ASSIGNMENT: Starting at the top of the entries, restate word for word each line up to and including the one with "Anti-Bacteria Treatment: Interior".

GIVEN RECORDS:
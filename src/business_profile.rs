use std::fs;
use std::path::{Path, PathBuf};

use eyre::{Result, eyre};
use serde::{Deserialize, Serialize};
use tracing::info;

use crate::cli::chat::context::SessionContext;

const PROFILE_DIR: &str = "car-care-assistant";
const PROFILE_FILE: &str = "profile.json";

const DEFAULT_BUSINESS_NAME: &str = "5K Car Care";

const DEFAULT_FACTS: &str = r#"1. Services:
Car Wash: RO Water Wash, Exterior Car Spa, Sanitizer Foam Car Spa
Anti-Bacteria Treatment: Interior cleaning, Odor removal, AC disinfection
Teflon Coating: Protects paint, prevents rust
Ceramic Coating: Long-lasting paint protection
Interior Enrichment: Seat cover customization, dashboard cleaning
Car AC Services: Gas refilling, cooling restoration
Car Detailing: Exterior/interior services, underbody coating
Special Treatments: Engine room cleaning, rat repellent, wiper smoother
2. Booking:
Gather details: preferred date, time, location, service type, and vehicle information.
Confirm availability for the Electronic City branch or nearest location.
3. Franchise Information:
Explain the franchise-based business model.
Highlight benefits like potential profits, brand reputation, and support provided by 5K Car Care.
Outline steps to apply for a franchise (contact details, application form, etc.).
4. Contact:
Phone: +91 91500 78405 (Electronic City branch)
Email: 5kcc.bangaloreec@gmail.com
Address: 15th Cross, Behind Village Hyper Market, Neeladri Road, Electronic City
5. About Us:
Founded: 2012 in Coimbatore
Branches: 150+ across Tamil Nadu, Karnataka, Kerala
Customers: Over 30 million served
Awards: "IKON of Bangalore City 2019", "ISO 9001:2015 Certification"
Working Hours: Open 365 days, 10 AM to 7 PM"#;

const DEFAULT_OFF_TOPIC_REPLY: &str = "I can assist only with 5K Car Care-related questions. Is there anything else you'd like to know about our services?";

const DEFAULT_CLARIFICATION_EXAMPLE: &str = "Could you please provide more details?";

const DEFAULT_ACKNOWLEDGEMENT: &str = "Understood. I'm ready to assist with 5K Car Care information.";

/// Shown in the instruction when the user has not mentioned a location.
pub const UNSPECIFIED_LOCATION: &str = "unspecified";
/// Shown in the instruction when the user has not mentioned a promotion.
pub const UNAVAILABLE_PROMOTION: &str = "not available";

/// Business data the assistant's instruction is built from.
///
/// Every field is optional in the JSON file; anything left out keeps the
/// built-in 5K Car Care value.
#[derive(Debug, Clone, PartialEq, Eq, Serialize, Deserialize)]
#[serde(default)]
pub struct BusinessProfile {
    /// Name the assistant works for
    pub business_name: String,

    /// Numbered "Key Information" sections: services, booking, contact, ...
    pub facts: String,

    /// Exact reply the model should give to unrelated questions
    pub off_topic_reply: String,

    /// Example phrase for asking the user to clarify
    pub clarification_example: String,

    /// Model turn placed right after the instruction
    pub acknowledgement: String,
}

impl Default for BusinessProfile {
    fn default() -> Self {
        Self {
            business_name: DEFAULT_BUSINESS_NAME.to_string(),
            facts: DEFAULT_FACTS.to_string(),
            off_topic_reply: DEFAULT_OFF_TOPIC_REPLY.to_string(),
            clarification_example: DEFAULT_CLARIFICATION_EXAMPLE.to_string(),
            acknowledgement: DEFAULT_ACKNOWLEDGEMENT.to_string(),
        }
    }
}

impl BusinessProfile {
    /// Load a profile from a JSON file.
    pub fn load(path: &Path) -> Result<Self> {
        let raw = fs::read_to_string(path)
            .map_err(|e| eyre!("Failed to read profile {}: {}", path.display(), e))?;
        let profile = serde_json::from_str(&raw)
            .map_err(|e| eyre!("Invalid profile {}: {}", path.display(), e))?;
        Ok(profile)
    }

    /// Pick the profile for this run.
    ///
    /// An explicit path wins; otherwise the per-user profile in the config
    /// directory is used if present; otherwise the built-in defaults.
    pub fn resolve(explicit: Option<&Path>) -> Result<Self> {
        if let Some(path) = explicit {
            info!("Loading business profile from {}", path.display());
            return Self::load(path);
        }

        match user_profile_path() {
            Some(path) if path.is_file() => {
                info!("Loading business profile from {}", path.display());
                Self::load(&path)
            }
            _ => Ok(Self::default()),
        }
    }

    /// Render the instruction sent ahead of the conversation.
    pub fn instruction(&self, context: &SessionContext) -> String {
        let name = &self.business_name;
        let location = context.location().unwrap_or(UNSPECIFIED_LOCATION);
        let promotion = context.promotion().unwrap_or(UNAVAILABLE_PROMOTION);

        format!(
            r#"You are an AI assistant for {name}. Provide concise, accurate information about our services and products in a polite, friendly, and professional manner. Always stay focused on {name} offerings and adhere to the following guidelines:

Key Information
{facts}
6. Locations:
Provide the nearest branch based on user location ({location}).
Mention any special offers or promotions based on the location ({promotion}).
If information isn't available, offer alternatives or assistance.
Additional Features
Offer customer reviews/testimonials if requested.
Mention any ongoing promotions/offers where applicable.
Provide emergency assistance details for breakdowns or urgent inquiries.
Offer to connect users with a live agent for complex queries.
Important Notes
Focus exclusively on {name} services and offerings.
For unrelated queries, politely inform users:
"{off_topic}"
Handle ambiguous queries by requesting clarification, e.g., "{clarify}"
Use a polite and professional tone consistently.
"#,
            facts = self.facts.trim_end(),
            off_topic = self.off_topic_reply,
            clarify = self.clarification_example,
        )
    }
}

fn user_profile_path() -> Option<PathBuf> {
    dirs::config_dir().map(|dir| dir.join(PROFILE_DIR).join(PROFILE_FILE))
}

#[cfg(test)]
mod tests {
    use super::*;

    #[test]
    fn instruction_uses_fallbacks_for_missing_context() {
        let profile = BusinessProfile::default();
        let instruction = profile.instruction(&SessionContext::new());

        assert!(instruction.contains("based on user location (unspecified)"));
        assert!(instruction.contains("based on the location (not available)"));
        assert!(instruction.starts_with("You are an AI assistant for 5K Car Care."));
        assert!(instruction.contains(DEFAULT_OFF_TOPIC_REPLY));
        assert!(instruction.contains("Phone: +91 91500 78405"));
    }

    #[test]
    fn instruction_interpolates_context_values() {
        let mut context = SessionContext::new();
        context.observe_user_text("my location is Whitefield");
        context.observe_user_text("any promotion running?");

        let instruction = BusinessProfile::default().instruction(&context);
        assert!(instruction.contains("(my location is Whitefield)"));
        assert!(instruction.contains("(any promotion running?)"));
        assert!(!instruction.contains(UNSPECIFIED_LOCATION));
    }

    #[test]
    fn partial_profile_keeps_defaults() {
        let profile: BusinessProfile = serde_json::from_str(
            r#"{ "business_name": "Shine Auto", "off_topic_reply": "Only Shine Auto questions, please." }"#,
        )
        .unwrap();

        assert_eq!(profile.business_name, "Shine Auto");
        assert_eq!(profile.facts, DEFAULT_FACTS);
        assert_eq!(profile.acknowledgement, DEFAULT_ACKNOWLEDGEMENT);

        let instruction = profile.instruction(&SessionContext::new());
        assert!(instruction.contains("Focus exclusively on Shine Auto services"));
        assert!(instruction.contains("\"Only Shine Auto questions, please.\""));
    }

    #[test]
    fn load_reports_missing_and_invalid_files() {
        let dir = std::env::temp_dir().join(format!("car-care-profile-{}", std::process::id()));
        fs::create_dir_all(&dir).unwrap();

        let missing = dir.join("missing.json");
        assert!(BusinessProfile::load(&missing).is_err());

        let invalid = dir.join("invalid.json");
        fs::write(&invalid, "{ not json").unwrap();
        let err = BusinessProfile::load(&invalid).unwrap_err();
        assert!(err.to_string().contains("Invalid profile"));

        let valid = dir.join("valid.json");
        fs::write(&valid, r#"{ "business_name": "Shine Auto" }"#).unwrap();
        assert_eq!(BusinessProfile::load(&valid).unwrap().business_name, "Shine Auto");

        fs::remove_dir_all(&dir).unwrap();
    }
}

THE ANSWER:
filename src/business_profile.rs
use std::fs;
use std::path::{Path, PathBuf};

use eyre::{Result, eyre};
use serde::{Deserialize, Serialize};
use tracing::info;

use crate::cli::chat::context::SessionContext;

const PROFILE_DIR: &str = "car-care-assistant";
const PROFILE_FILE: &str = "profile.json";

const DEFAULT_BUSINESS_NAME: &str = "5K Car Care";

const DEFAULT_FACTS: &str = r#"1. Services:
Car Wash: RO Water Wash, Exterior Car Spa, Sanitizer Foam Car Spa
Anti-Bacteria Treatment: Interior cleaning, Odor removal, AC disinfection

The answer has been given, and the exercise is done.